D.C. Residents Face Tougher Path to Employment as $15 Minimum Wage Proposal Passes
The recent push to raise minimum wage across the country has reached its boiling point in the District of Columbia. The proposal to raise the minimum wage to $15 per hour put forth by Mayor Muriel E. Bowser back in April was unanimously adopted by the D.C. Council earlier this week. The proposal will increase the minimum wage from its current level of $10.50 by $0.70 per year until reaching the $15 mark by 2020. The proposal also includes a phase-in increase to $5 the minimum wage for tipped workers, currently set at $2.77.
Originally interested in a ballot measure to increase the minimum wage to $15 per hour across the board for all workers, tipped included, the district’s largest labor unions have decided to abandon their fight for the ballot measure since the council agreed to vote in favor of the $15 increase for most workers, and increase tipped workers to $5 per hour as well. However, not all restaurant worker advocates are happy with this proposal. One group in particular, the Restaurant Opportunities Center, is not abandoning the goal of $15 per hour for all workers.
Combating poverty is the ultimate goal of a minimum wage increase. What is left out of this idealistic narrative is that a raise in minimum wage actually has a negative effect on employment rates. Since employment is the best path out of poverty, increasing the minimum wage will actually hurt those it is intended to help. This has been proved time and again by states that have implemented wages above the federal minimum and have dealt with the job losses that result. People below or near the poverty line, new and less experienced workers entering the labor force, and small businesses alike will be adversely affected by an increase in minimum wage.
Many small businesses cannot afford a raise in the minimum wage and thus the added costs will have to be compensated for by a reduction in employee hours, layoffs or passed to the consumer in the form of higher prices. But while the effects of a $15 minimum wage are particularly difficult for small businesses to survive, all employers are affected. A recent report from the Employment Policies Institute found nearly half of Washington employers have already reduced staff or reduced hours in response to minimum wage increases since 2014. In 2014, district lawmakers voted to increase the minimum wage from $8.25 per hour to $10.50 per hour (set to increase to $11.50 on July 1, 2016), and employers are evidently still reeling from those increases.
Washington’s minimum wage increases are deterring big businesses as well; namely, Walmart. For a government that claims to be trying to help lower income earners, they are keeping away a business that saves consumers $263 billion a year. Raising the minimum wage as well as complying with other district laws requiring payment into family and medical leave funds is not a sustainable business model for the low-price retailer. In fact, earlier this year, the company cancelled its plans to open new stores in poorer neighborhoods, citing increased costs. With costly mandates and one of the nation’s highest minimum wages, it will likely be some time before the district can attract the businesses that it so desperately needs to provide low income residents an opportunity to reach the first rung of the employment ladder.

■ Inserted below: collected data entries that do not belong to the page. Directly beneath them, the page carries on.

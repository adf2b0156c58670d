//! Public operation surface for one token deployment.
//!
//! ```text
//! caller
//!   ↓
//! write lock (ledger + catalog together)
//!   ↓
//! handle (validate, no mutation) → apply (commit) → publish envelope
//!   ↓
//! unlock
//! ```
//!
//! Reads share the lock and therefore never see a half-applied command.

use std::sync::{PoisonError, RwLock, RwLockReadGuard, RwLockWriteGuard};

use chrono::Utc;
use uuid::Uuid;

use degen_core::{
    Aggregate, AggregateRoot, Amount, DECIMALS, ItemId, LedgerError, LedgerId, LedgerResult,
    PrincipalId,
};
use degen_events::{Event, EventBus, EventEnvelope, InMemoryEventBus, Subscription};
use degen_store::CatalogEntry;

use crate::config::TokenConfig;
use crate::token::{
    AddStoreItem, Burn, DegenToken, Mint, RedeemItem, TokenCommand, TokenEvent, Transfer,
};

/// Envelope type published for every committed command.
pub type TokenEnvelope = EventEnvelope<TokenEvent>;

/// Thread-safe handle to a token deployment.
///
/// Every caller identity is an explicit argument; there is no ambient
/// "current caller". Independent deployments are independent values.
#[derive(Debug)]
pub struct TokenService<B = InMemoryEventBus<TokenEnvelope>> {
    ledger_id: LedgerId,
    state: RwLock<DegenToken>,
    bus: B,
}

impl TokenService {
    /// Deploy a token with an in-memory event bus. `owner` is the deployer.
    pub fn deploy(config: &TokenConfig, owner: PrincipalId) -> LedgerResult<Self> {
        Self::with_bus(config, owner, InMemoryEventBus::new())
    }
}

impl<B> TokenService<B>
where
    B: EventBus<TokenEnvelope>,
{
    pub fn with_bus(config: &TokenConfig, owner: PrincipalId, bus: B) -> LedgerResult<Self> {
        Ok(Self::from_state(
            DegenToken::new(LedgerId::new(), config, owner)?,
            bus,
        ))
    }

    /// Serve an existing aggregate, e.g. one rebuilt with `DegenToken::rehydrate`.
    pub fn from_state(state: DegenToken, bus: B) -> Self {
        let ledger_id = state.id_typed();
        tracing::info!(
            %ledger_id,
            owner = %state.owner(),
            name = state.name(),
            symbol = state.symbol(),
            "token deployed"
        );
        Self {
            ledger_id,
            state: RwLock::new(state),
            bus,
        }
    }

    pub fn ledger_id(&self) -> LedgerId {
        self.ledger_id
    }

    pub fn name(&self) -> String {
        self.read().name().to_string()
    }

    pub fn symbol(&self) -> String {
        self.read().symbol().to_string()
    }

    pub fn decimals(&self) -> u8 {
        DECIMALS
    }

    pub fn owner(&self) -> PrincipalId {
        self.read().owner()
    }

    pub fn total_supply(&self) -> Amount {
        self.read().total_supply()
    }

    pub fn balance_of(&self, account: PrincipalId) -> Amount {
        self.read().balance_of(account)
    }

    pub fn get_store_item(&self, item_id: ItemId) -> LedgerResult<CatalogEntry> {
        self.read().store_item(item_id).cloned()
    }

    pub fn store_item_count(&self) -> usize {
        self.read().store_item_count()
    }

    pub fn list_store_items(&self) -> Vec<CatalogEntry> {
        self.read().store_items().cloned().collect()
    }

    /// Consistent copy of the whole aggregate.
    pub fn snapshot(&self) -> DegenToken {
        self.read().clone()
    }

    /// Receive every event committed after this call.
    pub fn subscribe(&self) -> Subscription<TokenEnvelope> {
        self.bus.subscribe()
    }

    pub fn mint(&self, caller: PrincipalId, to: PrincipalId, amount: Amount) -> LedgerResult<()> {
        self.execute(TokenCommand::Mint(Mint {
            caller,
            to,
            amount,
            occurred_at: Utc::now(),
        }))
        .map(|_| ())
    }

    /// Transfer from `caller` to `to`.
    pub fn transfer(&self, caller: PrincipalId, to: PrincipalId, amount: Amount) -> LedgerResult<()> {
        self.execute(TokenCommand::Transfer(Transfer {
            caller,
            to,
            amount,
            occurred_at: Utc::now(),
        }))
        .map(|_| ())
    }

    /// Destroy `amount` of the caller's own balance.
    pub fn burn(&self, caller: PrincipalId, amount: Amount) -> LedgerResult<()> {
        self.execute(TokenCommand::Burn(Burn {
            caller,
            amount,
            occurred_at: Utc::now(),
        }))
        .map(|_| ())
    }

    pub fn add_store_item(
        &self,
        caller: PrincipalId,
        name: impl Into<String>,
        price: Amount,
    ) -> LedgerResult<ItemId> {
        let events = self.execute(TokenCommand::AddStoreItem(AddStoreItem {
            caller,
            name: name.into(),
            price,
            occurred_at: Utc::now(),
        }))?;

        events
            .iter()
            .find_map(|event| match event {
                TokenEvent::StoreItemAdded(e) => Some(e.item_id),
                _ => None,
            })
            .ok_or_else(|| LedgerError::invariant("add_store_item committed no StoreItemAdded event"))
    }

    pub fn redeem_token_for_item(&self, caller: PrincipalId, item_id: ItemId) -> LedgerResult<()> {
        self.execute(TokenCommand::RedeemItem(RedeemItem {
            caller,
            item_id,
            occurred_at: Utc::now(),
        }))
        .map(|_| ())
    }

    #[tracing::instrument(
        level = "debug",
        skip(self, command),
        fields(
            ledger_id = %self.ledger_id,
            command = command.name(),
            caller = %command.caller()
        )
    )]
    fn execute(&self, command: TokenCommand) -> LedgerResult<Vec<TokenEvent>> {
        let mut state = self.write();

        let events = state.handle(&command).inspect_err(|err| {
            tracing::debug!(error = %err, "command rejected");
        })?;

        for event in &events {
            state.apply(event).inspect_err(|err| {
                tracing::error!(
                    error = %err,
                    event_type = event.event_type(),
                    "apply failed after successful handle"
                );
            })?;

            let envelope = EventEnvelope::new(
                Uuid::now_v7(),
                self.ledger_id,
                state.version(),
                event.clone(),
            );
            // Still under the write lock, so subscribers see commit order.
            if let Err(err) = self.bus.publish(envelope) {
                tracing::warn!(
                    error = ?err,
                    event_type = event.event_type(),
                    "failed to publish committed event"
                );
            }

            tracing::info!(
                event_type = event.event_type(),
                version = state.version(),
                "event committed"
            );
        }

        Ok(events)
    }

    // Every mutation validates before writing, so state behind a poisoned
    // lock is still consistent.
    fn read(&self) -> RwLockReadGuard<'_, DegenToken> {
        self.state.read().unwrap_or_else(PoisonError::into_inner)
    }

    fn write(&self) -> RwLockWriteGuard<'_, DegenToken> {
        self.state.write().unwrap_or_else(PoisonError::into_inner)
    }
}
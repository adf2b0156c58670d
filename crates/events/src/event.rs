use chrono::{DateTime, Utc};

/// A ledger event.
///
/// Events are:
/// - **immutable** (treat them as facts)
/// - **versioned** (schema evolution)
/// - designed to be **append-only**
pub trait Event: Clone + core::fmt::Debug + Send + Sync + 'static {
    /// Stable event name/type identifier (e.g. "token.transferred").
    fn event_type(&self) -> &'static str;

    /// Schema version for this event type.
    fn version(&self) -> u32;

    /// When the event occurred (business time).
    fn occurred_at(&self) -> DateTime<Utc>;
}
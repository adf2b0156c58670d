//! Tracing/logging initialization.
//!
//! Filtering is controlled by `RUST_LOG` (default `info`). Ledger commits log
//! at `info`, rejected commands at `debug`.

use tracing_subscriber::EnvFilter;

fn env_filter(default: &str) -> EnvFilter {
    EnvFilter::try_from_default_env().unwrap_or_else(|_| EnvFilter::new(default))
}

/// Initialize tracing/logging for the process.
///
/// Safe to call multiple times (subsequent calls are no-ops).
pub fn init() {
    // JSON logs + timestamps, configurable via RUST_LOG.
    let _ = tracing_subscriber::fmt()
        .with_env_filter(env_filter("info"))
        .json()
        .with_timer(tracing_subscriber::fmt::time::SystemTime)
        .with_target(false)
        .try_init();
}

/// Test variant: compact output routed through libtest's capture.
pub fn init_for_tests() {
    let _ = tracing_subscriber::fmt()
        .with_env_filter(env_filter("debug"))
        .with_test_writer()
        .with_target(false)
        .try_init();
}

Overregulation by the local government is to blame for the poor economy, not an insufficiently high minimum wage. The D.C. Council should promote employment opportunities and foster and encourage entrepreneurship in order to obtain economic prosperity. Those advocating for more government regulation have missed the mark altogether. The answer to solving the economic crisis is increasing the amount of available and higher-paying jobs through a competitive tax and regulatory climate, while preparing the labor force for these upper level positions by ensuring that they can first get a lower-level one.